Exercise
Which lines in the data below contain the word "back"? Pull each of them out.

Supplied data Start Marker

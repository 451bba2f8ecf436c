//! Property-based tests for window batching and reconstruction.
//!
//! ## Running Tests
//!
//! ```bash
//! cargo test -p convsep-tests --test proptest_blocks
//! ```

use proptest::prelude::*;

use convsep_dsp::{
    batch, chunk_count, crossfade_ramps, denormalize, normalize, reconstruct, window_starts,
    DspError, NormStats, StatsStore, PAD_VALUE,
};
use convsep_spec::{BlockParams, NormMode, NormParams, TailMode};
use convsep_tests::{covered_error, random_spectrogram};
use ndarray::{Array2, Axis};

/// Strategy for valid `(time_context, overlap)` pairs.
fn geometry() -> impl Strategy<Value = (usize, usize)> {
    (1usize..40).prop_flat_map(|tc| (Just(tc), 0..tc))
}

fn tail_mode() -> impl Strategy<Value = TailMode> {
    prop_oneof![Just(TailMode::Drop), Just(TailMode::Pad)]
}

// ============================================================================
// 1. Cursor arithmetic
// ============================================================================

proptest! {
    /// The closed-form count matches the walked cursor.
    #[test]
    fn count_matches_walk(total in 0usize..2000, (tc, ov) in geometry(), tail in tail_mode()) {
        let starts = window_starts(total, tc, ov, tail).unwrap();
        prop_assert_eq!(starts.len(), chunk_count(total, tc, ov, tail).unwrap());
    }

    /// Pad mode matches `ceil((T - tc) / (tc - ov)) + 1`; Drop is one fewer.
    #[test]
    fn count_matches_formula(total in 0usize..2000, (tc, ov) in geometry()) {
        let pad = chunk_count(total, tc, ov, TailMode::Pad).unwrap();
        let drop = chunk_count(total, tc, ov, TailMode::Drop).unwrap();
        if total > tc {
            let formula = (total - tc).div_ceil(tc - ov) + 1;
            prop_assert_eq!(pad, formula);
            prop_assert_eq!(drop, formula - 1);
        } else {
            prop_assert_eq!(pad, 0);
            prop_assert_eq!(drop, 0);
        }
    }

    /// Drop-mode windows never reach the last frame; Pad mode always does.
    #[test]
    fn window_bounds(total in 2usize..500, (tc, ov) in geometry()) {
        for &start in &window_starts(total, tc, ov, TailMode::Drop).unwrap() {
            prop_assert!(start + tc < total);
        }
        if let Some(&last) = window_starts(total, tc, ov, TailMode::Pad).unwrap().last() {
            prop_assert!(last + tc >= total);
        }
    }
}

// ============================================================================
// 2. Crossfade ramps
// ============================================================================

proptest! {
    /// Rising and falling ramps sum to one at every offset.
    #[test]
    fn ramps_sum_to_unity(overlap in 0usize..512) {
        let (rising, falling) = crossfade_ramps(overlap);
        prop_assert_eq!(rising.len(), overlap);
        for (r, f) in rising.iter().zip(falling.iter()) {
            prop_assert!((r + f - 1.0).abs() < 1e-12);
            prop_assert!((0.0..=1.0).contains(r));
        }
    }
}

// ============================================================================
// 3. Batch / reconstruct round trip
// ============================================================================

proptest! {
    #![proptest_config(ProptestConfig::with_cases(64))]

    /// Identity transform reproduces every covered frame.
    #[test]
    fn identity_roundtrip(
        seed in any::<u32>(),
        channels in 1usize..3,
        frames in 0usize..200,
        bins in 1usize..8,
        (tc, ov) in geometry(),
        batch_size in 1usize..20,
        tail in tail_mode(),
    ) {
        let features = random_spectrogram(seed, channels, frames, bins);
        let params = BlockParams { time_context: tc, overlap: ov, batch_size, tail };
        let (batches, n) = batch(features.view(), &params).unwrap();

        if n == 0 {
            let is_no_windows = matches!(
                reconstruct(&batches, n, ov),
                Err(DspError::NoWindows { .. })
            );
            prop_assert!(is_no_windows);
        } else {
            let out = reconstruct(&batches, n, ov).unwrap();
            let layout = batches.layout();
            prop_assert_eq!(out.dim(), (channels, n * (tc - ov) + tc, bins));
            prop_assert!(covered_error(&out, &features, layout.covered_frames()) < 1e-9);
        }
    }

    /// Every slot past the real windows holds exactly the padding value.
    #[test]
    fn padding_slots_are_exact(
        seed in any::<u32>(),
        frames in 1usize..150,
        (tc, ov) in geometry(),
        batch_size in 1usize..10,
    ) {
        let features = random_spectrogram(seed, 1, frames, 3);
        let params = BlockParams {
            time_context: tc,
            overlap: ov,
            batch_size,
            tail: TailMode::Drop,
        };
        let (batches, n) = batch(features.view(), &params).unwrap();

        for index in n..batches.layout().capacity() {
            let (b, slot) = batches.layout().slot(index);
            let view = batches.batches()[b].index_axis(Axis(0), slot);
            prop_assert!(view.iter().all(|&v| v == PAD_VALUE));
        }
    }

    /// Passing a chunk count from another geometry is always rejected.
    #[test]
    fn mismatched_chunk_count_rejected(
        seed in any::<u32>(),
        frames in 50usize..200,
        extra in 1usize..5,
    ) {
        let features = random_spectrogram(seed, 1, frames, 2);
        let params = BlockParams {
            time_context: 10,
            overlap: 3,
            batch_size: 4,
            tail: TailMode::Drop,
        };
        let (batches, n) = batch(features.view(), &params).unwrap();
        let is_layout_mismatch = matches!(
            reconstruct(&batches, n + extra, 3),
            Err(DspError::LayoutMismatch { .. })
        );
        prop_assert!(is_layout_mismatch);
    }
}

// ============================================================================
// 4. Normalization inverse law
// ============================================================================

proptest! {
    /// `denormalize(normalize(x))` recovers `x` for invertible modes.
    #[test]
    fn normalization_roundtrip(
        values in prop::collection::vec(-1e3f64..1e3, 12),
        lows in prop::collection::vec(-10f64..0.0, 4),
        spans in prop::collection::vec(0.5f64..50.0, 4),
        mean_mode in any::<bool>(),
    ) {
        let x = Array2::from_shape_vec((3, 4), values).unwrap();
        let highs: Vec<f64> = lows.iter().zip(spans.iter()).map(|(l, s)| l + s).collect();
        let store = StatsStore::new().with("feats", NormStats {
            minimus: Some(lows.clone()),
            maximus: Some(highs),
            means: Some(lows),
            stds: Some(spans),
        });
        let params = NormParams {
            mode: if mean_mode { NormMode::Mean } else { NormMode::MaxMin },
            feature: "feats".to_string(),
        };

        let y = normalize(&x, &store, &params).unwrap();
        let back = denormalize(&y, &store, &params).unwrap();
        for (a, b) in x.iter().zip(back.iter()) {
            prop_assert!((a - b).abs() <= 1e-9 * (1.0 + a.abs()));
        }
    }

    /// Clip output always lies in [0, 1] and cannot be inverted.
    #[test]
    fn clip_is_bounded(values in prop::collection::vec(-1e3f64..1e3, 1..50)) {
        let x = ndarray::Array1::from(values);
        let params = NormParams { mode: NormMode::Clip, feature: "any".to_string() };
        let y = normalize(&x, &StatsStore::new(), &params).unwrap();
        prop_assert!(y.iter().all(|v| (0.0..=1.0).contains(v)));
        let is_unsupported = matches!(
            denormalize(&y, &StatsStore::new(), &params),
            Err(DspError::UnsupportedOperation { .. })
        );
        prop_assert!(is_unsupported);
    }
}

Supplied data End Marker

Answer section
        let back = denormalize(&y, &store, &params).unwrap();
        for (a, b) in x.iter().zip(back.iter()) {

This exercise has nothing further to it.